Part of what worked for me about the issue was that it’s easily the most beautiful-looking Marvel book in a long time – Irving’s art is, maybe more than any other artist handling the entire package around these days, made by his intelligent and atmospheric color choices, which manage to make the linework seem more detailed and evocative than it arguably is, and his work in this series manages to entirely convey the alien, off-kilter, claustrophobic tone needed for what turns out to be a political and psychological thriller rather than a rock’em sock’em action book. It’s that tone that piqued by interest in terms of the story of the book; not that I was expecting all out punchin’ hawtness in a book with “Silent” in the title, but there’s an expectation for a book that also contains “War” in its title that was reinforced (for me, at least) by the terrorists-exploding angle of the first issue. It came as a pleasant surprise, in that case, to see that the war in the title really was much quieter than my expectations, and on a much smaller scale – Some more familial and intimate, despite the (these days, almost obligatory) “massive changes” that will inevitably result from it.

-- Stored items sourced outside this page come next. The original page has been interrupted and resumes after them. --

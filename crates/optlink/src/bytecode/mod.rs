mod translate;

#[cfg(test)]
mod tests;

pub use translate::{ExpressionCompiler, NoFreshCode, OpcodeTranslator};

use crate::error::BridgeError;
use derive_more::Deref;

///
/// Opcode
///
/// Closed instruction set of the foreign expression evaluator. Raw codes
/// outside this set cannot be translated; decoding one is an
/// unsupported-construct failure naming the code.
///

#[derive(Clone, Copy, Debug, Eq, PartialEq)]
#[repr(u16)]
pub enum Opcode {
    NoOp = 0,
    /// Push a constant-pool entry.
    PushConst = 1,
    /// Push a variable level.
    PushVar = 2,
    Add = 3,
    Sub = 4,
    Mul = 5,
    Div = 6,
    AddVar = 7,
    SubVar = 8,
    MulVar = 9,
    DivVar = 10,
    AddConst = 11,
    SubConst = 12,
    MulConst = 13,
    DivConst = 14,
    /// Negate the stack top.
    Neg = 15,
    /// Push a negated variable level. Has no constant counterpart.
    NegVar = 16,
    /// Call an intrinsic function; the argument is the intrinsic id.
    Call = 17,
    /// Store the stack top into a row; the argument is 1 + active row.
    Store = 18,
}

///
/// ArgKind
///
/// What an instruction's argument indexes into.
///

#[derive(Clone, Copy, Debug, Eq, PartialEq)]
pub enum ArgKind {
    None,
    Constant,
    Variable,
    Function,
    Row,
}

impl Opcode {
    #[must_use]
    pub const fn decode(raw: u16) -> Option<Self> {
        let op = match raw {
            0 => Self::NoOp,
            1 => Self::PushConst,
            2 => Self::PushVar,
            3 => Self::Add,
            4 => Self::Sub,
            5 => Self::Mul,
            6 => Self::Div,
            7 => Self::AddVar,
            8 => Self::SubVar,
            9 => Self::MulVar,
            10 => Self::DivVar,
            11 => Self::AddConst,
            12 => Self::SubConst,
            13 => Self::MulConst,
            14 => Self::DivConst,
            15 => Self::Neg,
            16 => Self::NegVar,
            17 => Self::Call,
            18 => Self::Store,
            _ => return None,
        };
        Some(op)
    }

    #[must_use]
    pub const fn encode(self) -> u16 {
        self as u16
    }

    #[must_use]
    pub const fn arg_kind(self) -> ArgKind {
        match self {
            Self::NoOp | Self::Add | Self::Sub | Self::Mul | Self::Div | Self::Neg => ArgKind::None,
            Self::PushConst
            | Self::AddConst
            | Self::SubConst
            | Self::MulConst
            | Self::DivConst => ArgKind::Constant,
            Self::PushVar | Self::AddVar | Self::SubVar | Self::MulVar | Self::DivVar
            | Self::NegVar => ArgKind::Variable,
            Self::Call => ArgKind::Function,
            Self::Store => ArgKind::Row,
        }
    }

    /// Constant-valued counterpart of a variable-referencing opcode.
    ///
    /// `NegVar` is the one variable opcode without a counterpart; a stream
    /// that needs one fails translation.
    #[must_use]
    pub const fn constant_counterpart(self) -> Option<Self> {
        match self {
            Self::PushVar => Some(Self::PushConst),
            Self::AddVar => Some(Self::AddConst),
            Self::SubVar => Some(Self::SubConst),
            Self::MulVar => Some(Self::MulConst),
            Self::DivVar => Some(Self::DivConst),
            _ => None,
        }
    }
}

///
/// Intrinsic
///
/// Functions callable through [`Opcode::Call`].
///

#[derive(Clone, Copy, Debug, Eq, PartialEq)]
#[repr(i32)]
pub enum Intrinsic {
    Exp = 1,
    Log = 2,
    Sin = 3,
    Cos = 4,
    Sqrt = 5,
    Abs = 6,
    Power = 7,
}

impl Intrinsic {
    pub const COUNT: i32 = 7;

    #[must_use]
    pub const fn from_id(id: i32) -> Option<Self> {
        let f = match id {
            1 => Self::Exp,
            2 => Self::Log,
            3 => Self::Sin,
            4 => Self::Cos,
            5 => Self::Sqrt,
            6 => Self::Abs,
            7 => Self::Power,
            _ => return None,
        };
        Some(f)
    }

    #[must_use]
    pub const fn id(self) -> i32 {
        self as i32
    }
}

///
/// ConstPool
///
/// Shared pool of constants referenced by 1-based instruction arguments.
/// One pool serves every bytecode stream of an export.
///

#[derive(Debug, Default, Deref)]
pub struct ConstPool(Vec<f64>);

impl ConstPool {
    #[must_use]
    pub const fn new() -> Self {
        Self(Vec::new())
    }

    /// Pool reference of `x`, interning it if absent. References are
    /// 1-based; equality is bitwise so distinct NaN payloads stay distinct.
    pub fn intern(&mut self, x: f64) -> i32 {
        let found = self
            .0
            .iter()
            .position(|entry| entry.to_bits() == x.to_bits());
        let index = found.unwrap_or_else(|| {
            self.0.push(x);
            self.0.len() - 1
        });

        i32::try_from(index + 1).unwrap_or(i32::MAX)
    }

    /// Entry behind a 1-based pool reference.
    #[must_use]
    pub fn entry(&self, arg: i32) -> Option<f64> {
        let index = usize::try_from(arg.checked_sub(1)?).ok()?;
        self.0.get(index).copied()
    }

    #[must_use]
    pub fn as_slice(&self) -> &[f64] {
        &self.0
    }
}

///
/// Instr
///

#[derive(Clone, Copy, Debug, Eq, PartialEq)]
pub struct Instr {
    pub op: Opcode,
    pub arg: i32,
}

impl Instr {
    #[must_use]
    pub const fn new(op: Opcode, arg: i32) -> Self {
        Self { op, arg }
    }
}

///
/// Bytecode
///
/// One row's translated instruction stream. The trailing instruction is
/// always a store targeting 1 + the row's active index; translation
/// enforces this before the stream leaves the crate.
///

#[derive(Clone, Debug, Default, PartialEq, Eq)]
pub struct Bytecode {
    instrs: Vec<Instr>,
}

impl Bytecode {
    #[must_use]
    pub(crate) fn from_instrs(instrs: Vec<Instr>) -> Self {
        Self { instrs }
    }

    #[must_use]
    pub fn len(&self) -> usize {
        self.instrs.len()
    }

    #[must_use]
    pub fn is_empty(&self) -> bool {
        self.instrs.is_empty()
    }

    #[must_use]
    pub fn instrs(&self) -> &[Instr] {
        &self.instrs
    }

    /// Raw instruction codes in the foreign convention.
    #[must_use]
    pub fn raw_codes(&self) -> Vec<u16> {
        self.instrs.iter().map(|i| i.op.encode()).collect()
    }

    /// Raw instruction arguments in the foreign convention.
    #[must_use]
    pub fn raw_args(&self) -> Vec<i32> {
        self.instrs.iter().map(|i| i.arg).collect()
    }

    /// Check every argument range and the trailing store target.
    ///
    /// Always performed, always fatal; this check is never demoted to a
    /// debug assertion.
    pub fn validate(
        &self,
        pool_len: usize,
        active_var_count: usize,
        active_row: usize,
    ) -> Result<(), BridgeError> {
        let Some(last) = self.instrs.last() else {
            return Err(BridgeError::bytecode_structural(
                "instruction stream is empty",
            ));
        };
        if last.op != Opcode::Store {
            return Err(BridgeError::bytecode_structural(format!(
                "instruction stream must end in a store, found {:?}",
                last.op
            )));
        }

        let pool_max = i32::try_from(pool_len).unwrap_or(i32::MAX);
        let var_max = i32::try_from(active_var_count).unwrap_or(i32::MAX);
        let row_target = i32::try_from(active_row + 1).unwrap_or(i32::MAX);

        for (pos, instr) in self.instrs.iter().enumerate() {
            match instr.op.arg_kind() {
                ArgKind::None => {}
                ArgKind::Constant => {
                    if instr.arg < 1 || instr.arg > pool_max {
                        return Err(BridgeError::bytecode_range(format!(
                            "instruction {pos}: constant argument {} outside pool range [1, {pool_max}]",
                            instr.arg
                        )));
                    }
                }
                ArgKind::Variable => {
                    if instr.arg < 1 || instr.arg > var_max {
                        return Err(BridgeError::bytecode_range(format!(
                            "instruction {pos}: variable argument {} outside active range [1, {var_max}]",
                            instr.arg
                        )));
                    }
                }
                ArgKind::Function => {
                    if Intrinsic::from_id(instr.arg).is_none() {
                        return Err(BridgeError::bytecode_range(format!(
                            "instruction {pos}: unknown intrinsic id {}",
                            instr.arg
                        )));
                    }
                }
                ArgKind::Row => {
                    if instr.arg != row_target {
                        return Err(BridgeError::bytecode_range(format!(
                            "instruction {pos}: store targets row argument {}, expected {row_target}",
                            instr.arg
                        )));
                    }
                }
            }
        }

        Ok(())
    }
}
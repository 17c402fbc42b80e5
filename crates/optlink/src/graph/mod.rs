
use crate::error::BridgeError;

///
/// IncidenceGraph
///
/// Bipartite adjacency between variables and equations: one arena slot per
/// edge, addressed by index, with separate per-equation (row) and
/// per-variable (column) edge-id lists. Both directions observe the same
/// arena slot, so the coefficient and nonlinearity flag seen from a row
/// traversal and a column traversal of the same pair are identical by
/// construction; [`IncidenceGraph::debug_assert_bidirectional`] re-checks
/// the list bookkeeping in debug builds.
///
/// Traversal order is insertion order; it is not required to be sorted.
///

#[derive(Clone, Copy, Debug, PartialEq)]
pub struct IncidenceEdge {
    pub variable: usize,
    pub equation: usize,
    pub coefficient: f64,
    pub nonlinear: bool,
}

#[derive(Debug, Default)]
pub struct IncidenceGraph {
    edges: Vec<IncidenceEdge>,
    by_equation: Vec<Vec<usize>>,
    by_variable: Vec<Vec<usize>>,
    /// Equations structurally removed from the graph. A detached equation
    /// has no row list and must also be dropped by any export filter.
    detached: Vec<bool>,
}

impl IncidenceGraph {
    #[must_use]
    pub fn new(variable_count: usize, equation_count: usize) -> Self {
        Self {
            edges: Vec::new(),
            by_equation: vec![Vec::new(); equation_count],
            by_variable: vec![Vec::new(); variable_count],
            detached: vec![false; equation_count],
        }
    }

    /// Extend the adjacency lists to cover at least the given counts.
    /// Existing edges and detachment marks are untouched.
    pub fn grow(&mut self, variable_count: usize, equation_count: usize) {
        if self.by_variable.len() < variable_count {
            self.by_variable.resize_with(variable_count, Vec::new);
        }
        if self.by_equation.len() < equation_count {
            self.by_equation.resize_with(equation_count, Vec::new);
            self.detached.resize(equation_count, false);
        }
    }

    #[must_use]
    pub fn variable_count(&self) -> usize {
        self.by_variable.len()
    }

    #[must_use]
    pub fn equation_count(&self) -> usize {
        self.by_equation.len()
    }

    #[must_use]
    pub fn edge_count(&self) -> usize {
        self.edges.len()
    }

    /// Link one variable into one equation.
    pub fn connect(
        &mut self,
        variable: usize,
        equation: usize,
        coefficient: f64,
        nonlinear: bool,
    ) -> Result<(), BridgeError> {
        if variable >= self.by_variable.len() {
            return Err(BridgeError::graph_structural(format!(
                "edge references variable {variable} outside the model (count {})",
                self.by_variable.len()
            )));
        }
        if equation >= self.by_equation.len() {
            return Err(BridgeError::graph_structural(format!(
                "edge references equation {equation} outside the model (count {})",
                self.by_equation.len()
            )));
        }
        if self.detached[equation] {
            return Err(BridgeError::graph_structural(format!(
                "edge references detached equation {equation}"
            )));
        }

        let id = self.edges.len();
        self.edges.push(IncidenceEdge {
            variable,
            equation,
            coefficient,
            nonlinear,
        });
        self.by_equation[equation].push(id);
        self.by_variable[variable].push(id);

        Ok(())
    }

    /// Structurally remove an equation: unlink all of its edges from both
    /// sides and mark it absent. Any later export must also drop it.
    pub fn detach_equation(&mut self, equation: usize) {
        let Some(row) = self.by_equation.get_mut(equation) else {
            return;
        };

        let removed = std::mem::take(row);
        for id in &removed {
            let variable = self.edges[*id].variable;
            self.by_variable[variable].retain(|e| e != id);
        }
        self.detached[equation] = true;
    }

    #[must_use]
    pub fn is_detached(&self, equation: usize) -> bool {
        self.detached.get(equation).copied().unwrap_or(false)
    }

    /// Number of equations structurally removed from the graph.
    #[must_use]
    pub fn detached_equation_count(&self) -> usize {
        self.detached.iter().filter(|d| **d).count()
    }

    /// Edges of one equation, insertion order.
    pub fn row_edges(&self, equation: usize) -> impl Iterator<Item = &IncidenceEdge> {
        self.by_equation
            .get(equation)
            .into_iter()
            .flatten()
            .map(|id| &self.edges[*id])
    }

    /// Edges of one variable, insertion order.
    pub fn col_edges(&self, variable: usize) -> impl Iterator<Item = &IncidenceEdge> {
        self.by_variable
            .get(variable)
            .into_iter()
            .flatten()
            .map(|id| &self.edges[*id])
    }

    /// Widest row (by edge count) over all equations.
    #[must_use]
    pub fn max_row_width(&self) -> usize {
        self.by_equation.iter().map(Vec::len).max().unwrap_or(0)
    }

    /// Widest column (by edge count) over all variables.
    #[must_use]
    pub fn max_col_width(&self) -> usize {
        self.by_variable.iter().map(Vec::len).max().unwrap_or(0)
    }

    /// Debug re-check that every edge id appears exactly once in its row
    /// list and exactly once in its column list.
    pub fn debug_assert_bidirectional(&self) {
        #[cfg(debug_assertions)]
        for (id, edge) in self.edges.iter().enumerate() {
            if self.detached[edge.equation] {
                continue;
            }
            debug_assert_eq!(
                self.by_equation[edge.equation]
                    .iter()
                    .filter(|e| **e == id)
                    .count(),
                1,
                "edge {id} must appear exactly once in equation {} row list",
                edge.equation
            );
            debug_assert_eq!(
                self.by_variable[edge.variable]
                    .iter()
                    .filter(|e| **e == id)
                    .count(),
                1,
                "edge {id} must appear exactly once in variable {} column list",
                edge.variable
            );
        }
    }
}
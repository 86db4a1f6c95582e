use crate::config::{HttpClientConfig, RetryConfig, UpstreamConfig};
use crate::error::{AppError, HttpClientError, InvalidProxyConfig, UpstreamError};
use crate::r#const::{retry_limits, upstream_defaults};
use reqwest::header::{HeaderMap, HeaderValue, ACCEPT};
use reqwest::StatusCode;
use reqwest_middleware::{ClientBuilder, ClientWithMiddleware, RequestBuilder};
use reqwest_retry::{policies::ExponentialBackoff, RetryTransientMiddleware};
use retry_policies::Jitter;
use std::time::Duration;
use tracing::debug;

pub struct HttpClient;

impl HttpClient {
    /// 创建访问上游解析端点的 HTTP 客户端
    ///
    /// 代理和重试取自上游配置；未配置重试时每次解析只发一次请求。
    pub fn create(
        upstream: &UpstreamConfig,
        config: &HttpClientConfig,
    ) -> Result<ClientWithMiddleware, AppError> {
        debug!(
            "Creating upstream HTTP client - Endpoint: {}, Config: {:?}, Proxy: {:?}, Retry: {:?}",
            upstream.endpoint, config, upstream.proxy, upstream.retry
        );

        let client = Self::base_client(config, upstream.proxy.as_deref())?;

        let builder = ClientBuilder::new(client);
        let client = match &upstream.retry {
            Some(retry) => builder
                .with(RetryTransientMiddleware::new_with_policy(Self::retry_policy(
                    retry,
                )))
                .build(),
            None => builder.build(),
        };

        Ok(client)
    }

    // 底层 reqwest 客户端，请求超时对每次上游调用都生效
    fn base_client(
        config: &HttpClientConfig,
        proxy: Option<&str>,
    ) -> Result<reqwest::Client, AppError> {
        // 上游只返回纯文本
        let mut headers = HeaderMap::new();
        headers.insert(ACCEPT, HeaderValue::from_static("text/plain"));

        let agent = config
            .agent
            .as_deref()
            .unwrap_or(upstream_defaults::USER_AGENT);

        let mut builder = reqwest::Client::builder()
            .default_headers(headers)
            .user_agent(agent)
            .connect_timeout(Duration::from_secs(config.connect_timeout))
            .timeout(Duration::from_secs(config.request_timeout));

        if let Some(keepalive) = config.keepalive {
            builder = builder.tcp_keepalive(Duration::from_secs(u64::from(keepalive)));
        }
        if let Some(idle_timeout) = config.idle_timeout {
            builder = builder.pool_idle_timeout(Duration::from_secs(idle_timeout));
        }

        if let Some(proxy_url) = proxy {
            let proxy = reqwest::Proxy::all(proxy_url).map_err(|e| {
                AppError::InvalidProxy(InvalidProxyConfig(format!(
                    "Proxy configuration error: {}",
                    e
                )))
            })?;
            builder = builder.proxy(proxy);
        }

        builder.build().map_err(|e| {
            AppError::HttpError(HttpClientError(format!(
                "Failed to create HTTP client: {}",
                e
            )))
        })
    }

    // 指数退避重试策略，首次重试间隔为配置的 delay
    fn retry_policy(retry: &RetryConfig) -> ExponentialBackoff {
        ExponentialBackoff::builder()
            .retry_bounds(
                Duration::from_secs(u64::from(retry.delay)),
                Duration::from_secs(u64::from(retry_limits::MAX_DELAY)),
            )
            .base(retry.delay)
            .jitter(Jitter::Bounded)
            .build_with_max_retries(retry.attempts)
    }

    /// 发送请求并读取响应体，只接受 200 且非空的响应
    pub async fn send_request(request: RequestBuilder) -> Result<bytes::Bytes, UpstreamError> {
        let response = request.send().await?;

        let status = response.status();
        if status != StatusCode::OK {
            return Err(UpstreamError::Status(status));
        }

        let body = response.bytes().await?;
        if body.is_empty() {
            return Err(UpstreamError::EmptyBody);
        }

        Ok(body)
    }
}

#[cfg(test)]
mod tests {
    use super::*;

    #[test]
    fn test_create_with_retry_and_proxy() {
        let upstream = UpstreamConfig {
            retry: Some(RetryConfig {
                attempts: 3,
                delay: 1,
            }),
            proxy: Some("http://127.0.0.1:3128".to_string()),
            ..Default::default()
        };
        assert!(HttpClient::create(&upstream, &HttpClientConfig::default()).is_ok());
    }

    #[test]
    fn test_create_rejects_bad_proxy() {
        let upstream = UpstreamConfig {
            proxy: Some("not a proxy".to_string()),
            ..Default::default()
        };
        assert!(matches!(
            HttpClient::create(&upstream, &HttpClientConfig::default()),
            Err(AppError::InvalidProxy(_))
        ));
    }
}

Something that stuck with me once I’d finished the issue – and something almost separate to the issue itself, as Good as it was – was the way in which the Marvel Universe these days is all about fear. You could, and I’m sure that Joe Quesada and others will if pressed, argue that that’s almost traditional for the publisher and the characters, but right now, any sense of wonder or awe has been replaced by a sense of terror and threat: We have Atlantis launching sleeper cell terrorist attacks, we have the Inhumans declaring war on humanity and wanting to take over the world, we have mutantkind facing extinction and infighting, America becoming a police state because superheroes might accidentally blow up a school full of kids, and by the way, your best friend or anyone you know might be an alien invader undercover. There’s an incredible and depressing lack of openness to “the other” in Marvel’s books, these days; nothing is seen as new or different or unusual in a good sense, because everything that isn’t “us” is a threat (as opposed to even being a potential threat). Whatever happened to the days of The Impossible Man appearing and aliens being goofy nuisances? Or Spider-Man being misunderstood and really a good guy, not a public menace, you know? There used to be a time where it was awesome (in both senses of the world) that there was a race of superhumans living on the moon, instead of it being another band of people who want to kill us. Yes, there are a few exceptions (Iron Fist and Fantastic Four come to mind), but overall: Is it really post-9/11, post-Afghanistan invasion and post-Iraq civil war insularism informing what the Marvel writers are coming up with, or something else? And, either way, is there any way that optimism and, well, good fun could come back to these characters again?